── Data records

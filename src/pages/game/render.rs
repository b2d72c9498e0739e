use ratatui::{
    buffer::Buffer,
    layout::Rect,
    style::{Color, Modifier, Style, Stylize},
    text::{Line, Span},
    widgets::Widget,
};
use tracing::trace;

use crate::{
    constants::game,
    pages::game::{
        object::{Entity, EntityId, EntityKind, ObstacleSide, Position, Size},
        state::{HealthLevel, Status},
    },
};

/// Everything the engine tells the presentation layer.
#[derive(Debug, Clone, Copy, PartialEq)]
pub enum GameEvent {
    Spawned { id: EntityId, kind: EntityKind, position: Position },
    Moved { id: EntityId, position: Position },
    Despawned { id: EntityId },
    Score(u32),
    Health { value: u8, level: HealthLevel },
    StatusChanged(Status),
}

pub trait RenderSink {
    fn on_event(&mut self, event: &GameEvent);
}

impl RenderSink for Vec<GameEvent> {
    fn on_event(&mut self, event: &GameEvent) {
        self.push(*event);
    }
}

/// Score board and health bar, kept up to date from [`GameEvent`]s.
#[derive(Debug, Clone, PartialEq)]
pub struct Hud {
    pub score: u32,
    pub health: u8,
    pub full_health: u8,
    pub level: HealthLevel,
    pub status: Status,
}

impl Default for Hud {
    fn default() -> Self {
        Hud::new(game::STARTING_HEALTH)
    }
}

impl Hud {
    pub fn new(full_health: u8) -> Self {
        Hud { score: 0, health: full_health, full_health, level: HealthLevel::Healthy, status: Status::Ready }
    }

    pub fn health_color(&self) -> Color {
        match self.level {
            HealthLevel::Healthy => game::HEALTHY_COLOR,
            HealthLevel::Warning => game::WARNING_COLOR,
            HealthLevel::Critical => game::CRITICAL_COLOR,
        }
    }

    pub fn health_bar_width(&self) -> u16 {
        u16::from(self.health) * game::HEALTH_BAR_SCALE
    }
}

impl RenderSink for Hud {
    fn on_event(&mut self, event: &GameEvent) {
        match *event {
            GameEvent::Score(score) => self.score = score,
            GameEvent::Health { value, level } => {
                self.health = value;
                self.level = level;
            },
            GameEvent::StatusChanged(status) => self.status = status,
            GameEvent::Spawned { id, kind, .. } => trace!("spawned {kind} {id:?}"),
            GameEvent::Despawned { id } => trace!("despawned {id:?}"),
            GameEvent::Moved { .. } => {},
        }
    }
}

/// Maps a percentage-space box onto terminal cells inside `area`, with the origin at the
/// bottom-left corner. Parts outside the area are cut off; `None` if nothing is left.
pub fn project(area: Rect, position: Position, size: Size) -> Option<Rect> {
    let width = f64::from(area.width);
    let height = f64::from(area.height);

    let left = (position.horizontal / 100.0 * width).round().clamp(0.0, width);
    let right = ((position.horizontal + size.width) / 100.0 * width).round().clamp(0.0, width);
    let bottom = (position.vertical / 100.0 * height).round().clamp(0.0, height);
    let top = ((position.vertical + size.height) / 100.0 * height).round().clamp(0.0, height);

    if right <= left || top <= bottom {
        return None;
    }

    Some(Rect {
        x: area.x + left as u16,
        y: area.y + (height - top) as u16,
        width: (right - left) as u16,
        height: (top - bottom) as u16,
    })
}

/// Sky, ground, obstacles and bird. Drawing only reads the entities.
pub struct WorldView<'a> {
    entities: Vec<&'a Entity>,
}

impl<'a> WorldView<'a> {
    pub fn new(entities: impl IntoIterator<Item = &'a Entity>) -> Self {
        WorldView { entities: entities.into_iter().collect() }
    }

    fn draw_entity(entity: &Entity, area: Rect, buf: &mut Buffer) {
        let Some(rect) = project(area, entity.position(), entity.size()) else {
            return;
        };
        match entity.kind() {
            EntityKind::Ground => {
                buf.set_style(rect, Style::default().bg(game::GROUND_COLOR));
                // Grass line on the top row, only where the tile is actually visible.
                buf.set_style(Rect { height: 1, ..rect }, Style::default().bg(game::GROUND_EDGE_COLOR));
            },
            EntityKind::Obstacle(side) => {
                buf.set_style(rect, Style::default().bg(game::OBSTACLE_COLOR));
                let cap_row = match side {
                    ObstacleSide::Bottom => rect.y,
                    ObstacleSide::Top => rect.bottom().saturating_sub(1),
                };
                buf.set_style(Rect { y: cap_row, height: 1, ..rect }, Style::default().bg(game::OBSTACLE_EDGE_COLOR));
            },
            EntityKind::Bird => {
                buf.set_style(rect, Style::default().bg(game::BIRD_COLOR));
                let row = rect.y + rect.height / 2;
                buf.set_stringn(
                    rect.x,
                    row,
                    game::BIRD_GLYPH,
                    rect.width as usize,
                    Style::default().fg(Color::Black).add_modifier(Modifier::BOLD),
                );
            },
        }
    }
}

impl Widget for WorldView<'_> {
    fn render(self, area: Rect, buf: &mut Buffer) {
        buf.set_style(area, Style::default().bg(game::SKY_COLOR));

        // Painter's order: ground, then obstacles, then the bird on top.
        let layer = |entity: &&Entity| match entity.kind() {
            EntityKind::Ground => 0,
            EntityKind::Obstacle(_) => 1,
            EntityKind::Bird => 2,
        };
        let mut entities = self.entities;
        entities.sort_by_key(layer);
        for entity in entities {
            Self::draw_entity(entity, area, buf);
        }
    }
}

pub struct HudView<'a> {
    hud: &'a Hud,
}

impl<'a> HudView<'a> {
    pub fn new(hud: &'a Hud) -> Self {
        HudView { hud }
    }
}

impl Widget for HudView<'_> {
    fn render(self, area: Rect, buf: &mut Buffer) {
        let bar = " ".repeat(self.hud.health_bar_width() as usize);
        let empty = " ".repeat(
            (u16::from(self.hud.full_health) * game::HEALTH_BAR_SCALE).saturating_sub(self.hud.health_bar_width())
                as usize,
        );
        let line = Line::from(vec![
            Span::raw(" Score ").bold(),
            Span::raw(format!("{:<6}", self.hud.score)),
            Span::raw("Health ").bold(),
            Span::styled(bar, Style::default().bg(self.hud.health_color())),
            Span::styled(empty, Style::default().bg(Color::DarkGray)),
        ]);
        line.render(area, buf);
    }
}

────

> **Work to complete**: When a line above contains the string "styled", copy that line.

> **Exercise output**:
            Span::styled(bar, Style::default().bg(self.hud.health_color())),
            Span::styled(empty, Style::default().bg(Color::DarkGray)),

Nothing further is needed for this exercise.